Saved entries:
********************
//! Error types for battle operations.

use thiserror::Error;

use crate::battle::{BattleId, BattleStatus, PlayerId};
use crate::territory::InvariantViolation;

/// How callers should react to an error.
#[derive(Debug, Clone, Copy, PartialEq, Eq)]
pub enum ErrorClass {
    /// A client action was refused; only the requesting client is told.
    Rejected,
    /// The caller may retry later or fix the request at the transport layer.
    Recoverable,
    /// The session cannot continue.
    Fatal,
}

/// Errors returned by battle sessions and the registry.
#[derive(Debug, Clone, PartialEq, Error)]
pub enum BattleError {
    /// The operation is not allowed in the current lifecycle state.
    #[error("cannot {operation} while battle is {status}")]
    InvalidPhase {
        /// Operation attempted.
        operation: &'static str,
        /// Battle status at the time.
        status: BattleStatus,
    },
    /// The target lane is closed.
    #[error("lane {lane} is closed")]
    LaneClosed {
        /// Lane index.
        lane: usize,
    },
    /// The lane index does not exist.
    #[error("lane {lane} does not exist (battle has {lane_count} lanes)")]
    InvalidLane {
        /// Requested lane.
        lane: usize,
        /// Lanes in the battle.
        lane_count: usize,
    },
    /// The player used every deployment slot this wave.
    #[error("player {player} already deployed {limit} creatures this wave")]
    DeployLimitExceeded {
        /// Player that hit the limit.
        player: PlayerId,
        /// Slots per wave.
        limit: u32,
    },
    /// Both player slots are taken.
    #[error("battle {battle} already has two players")]
    AlreadyFull {
        /// Battle id.
        battle: BattleId,
    },
    /// Unknown battle id.
    #[error("battle {0} not found")]
    BattleNotFound(BattleId),
    /// The player is not part of this battle.
    #[error("player {0} is not part of this battle")]
    PlayerNotFound(PlayerId),
    /// The battle roster is unusable.
    #[error("invalid roster: {reason}")]
    InvalidRoster {
        /// What is wrong.
        reason: &'static str,
    },
    /// The battle settings failed validation.
    #[error("invalid settings: {0}")]
    InvalidSettings(String),
    /// The submitted creature has unusable stats.
    #[error("invalid creature: {reason}")]
    InvalidCreature {
        /// What is wrong.
        reason: &'static str,
    },
    /// The action depends on a feature flag that is off.
    #[error("{feature} is disabled for this battle")]
    FeatureDisabled {
        /// Feature name.
        feature: &'static str,
    },
    /// The battle hit its maximum duration.
    #[error("battle timed out after {elapsed_ms} ms")]
    SessionTimeout {
        /// Time since the battle started.
        elapsed_ms: u64,
    },
    /// The territory reached an impossible state.
    #[error("invariant violation: {0}")]
    InvariantViolation(#[from] InvariantViolation),
}

impl BattleError {
    /// Classify this error.
    #[must_use]
    pub fn class(&self) -> ErrorClass {
        match self {
            Self::LaneClosed { .. }
            | Self::InvalidLane { .. }
            | Self::DeployLimitExceeded { .. }
            | Self::AlreadyFull { .. }
            | Self::InvalidRoster { .. }
            | Self::InvalidSettings(_)
            | Self::InvalidCreature { .. }
            | Self::FeatureDisabled { .. } => ErrorClass::Rejected,
            Self::InvalidPhase { .. } | Self::BattleNotFound(_) | Self::PlayerNotFound(_) => {
                ErrorClass::Recoverable
            }
            Self::SessionTimeout { .. } | Self::InvariantViolation(_) => ErrorClass::Fatal,
        }
    }

    /// Stable machine-readable code for clients.
    #[must_use]
    pub fn code(&self) -> &'static str {
        match self {
            Self::InvalidPhase { .. } => "invalid_phase",
            Self::LaneClosed { .. } => "lane_closed",
            Self::InvalidLane { .. } => "invalid_lane",
            Self::DeployLimitExceeded { .. } => "deploy_limit_exceeded",
            Self::AlreadyFull { .. } => "already_full",
            Self::BattleNotFound(_) | Self::PlayerNotFound(_) => "not_found",
            Self::InvalidRoster { .. } => "invalid_roster",
            Self::InvalidSettings(_) => "invalid_settings",
            Self::InvalidCreature { .. } => "invalid_creature",
            Self::FeatureDisabled { .. } => "feature_disabled",
            Self::SessionTimeout { .. } => "session_timeout",
            Self::InvariantViolation(_) => "invariant_violation",
        }
    }
}

/// Result type for battle operations.
pub type BattleResult<T> = Result<T, BattleError>;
********************
PROBLEM TO SOLVE =>
Exact repetition of every record is required.

SOLUTION FOR THIS EXERCISE =>
//! Error types for battle operations.

use thiserror::Error;

use crate::battle::{BattleId, BattleStatus, PlayerId};
use crate::territory::InvariantViolation;

/// How callers should react to an error.
#[derive(Debug, Clone, Copy, PartialEq, Eq)]
pub enum ErrorClass {
    /// A client action was refused; only the requesting client is told.
    Rejected,
    /// The caller may retry later or fix the request at the transport layer.
    Recoverable,
    /// The session cannot continue.
    Fatal,
}

/// Errors returned by battle sessions and the registry.
#[derive(Debug, Clone, PartialEq, Error)]
pub enum BattleError {
    /// The operation is not allowed in the current lifecycle state.
    #[error("cannot {operation} while battle is {status}")]
    InvalidPhase {
        /// Operation attempted.
        operation: &'static str,
        /// Battle status at the time.
        status: BattleStatus,
    },
    /// The target lane is closed.
    #[error("lane {lane} is closed")]
    LaneClosed {
        /// Lane index.
        lane: usize,
    },
    /// The lane index does not exist.
    #[error("lane {lane} does not exist (battle has {lane_count} lanes)")]
    InvalidLane {
        /// Requested lane.
        lane: usize,
        /// Lanes in the battle.
        lane_count: usize,
    },
    /// The player used every deployment slot this wave.
    #[error("player {player} already deployed {limit} creatures this wave")]
    DeployLimitExceeded {
        /// Player that hit the limit.
        player: PlayerId,
        /// Slots per wave.
        limit: u32,
    },
    /// Both player slots are taken.
    #[error("battle {battle} already has two players")]
    AlreadyFull {
        /// Battle id.
        battle: BattleId,
    },
    /// Unknown battle id.
    #[error("battle {0} not found")]
    BattleNotFound(BattleId),
    /// The player is not part of this battle.
    #[error("player {0} is not part of this battle")]
    PlayerNotFound(PlayerId),
    /// The battle roster is unusable.
    #[error("invalid roster: {reason}")]
    InvalidRoster {
        /// What is wrong.
        reason: &'static str,
    },
    /// The battle settings failed validation.
    #[error("invalid settings: {0}")]
    InvalidSettings(String),
    /// The submitted creature has unusable stats.
    #[error("invalid creature: {reason}")]
    InvalidCreature {
        /// What is wrong.
        reason: &'static str,
    },
    /// The action depends on a feature flag that is off.
    #[error("{feature} is disabled for this battle")]
    FeatureDisabled {
        /// Feature name.
        feature: &'static str,
    },
    /// The battle hit its maximum duration.
    #[error("battle timed out after {elapsed_ms} ms")]
    SessionTimeout {
        /// Time since the battle started.
        elapsed_ms: u64,
    },
    /// The territory reached an impossible state.
    #[error("invariant violation: {0}")]
    InvariantViolation(#[from] InvariantViolation),
}

impl BattleError {
    /// Classify this error.
    #[must_use]
    pub fn class(&self) -> ErrorClass {
        match self {
            Self::LaneClosed { .. }
            | Self::InvalidLane { .. }
            | Self::DeployLimitExceeded { .. }
            | Self::AlreadyFull { .. }
            | Self::InvalidRoster { .. }
            | Self::InvalidSettings(_)
            | Self::InvalidCreature { .. }
            | Self::FeatureDisabled { .. } => ErrorClass::Rejected,
            Self::InvalidPhase { .. } | Self::BattleNotFound(_) | Self::PlayerNotFound(_) => {
                ErrorClass::Recoverable
            }
            Self::SessionTimeout { .. } | Self::InvariantViolation(_) => ErrorClass::Fatal,
        }
    }

    /// Stable machine-readable code for clients.
    #[must_use]
    pub fn code(&self) -> &'static str {
        match self {
            Self::InvalidPhase { .. } => "invalid_phase",
            Self::LaneClosed { .. } => "lane_closed",
            Self::InvalidLane { .. } => "invalid_lane",
            Self::DeployLimitExceeded { .. } => "deploy_limit_exceeded",
            Self::AlreadyFull { .. } => "already_full",
            Self::BattleNotFound(_) | Self::PlayerNotFound(_) => "not_found",
            Self::InvalidRoster { .. } => "invalid_roster",
            Self::InvalidSettings(_) => "invalid_settings",
            Self::InvalidCreature { .. } => "invalid_creature",
            Self::FeatureDisabled { .. } => "feature_disabled",
            Self::SessionTimeout { .. } => "session_timeout",
            Self::InvariantViolation(_) => "invariant_violation",
        }
    }
}

/// Result type for battle operations.
pub type BattleResult<T> = Result<T, BattleError>;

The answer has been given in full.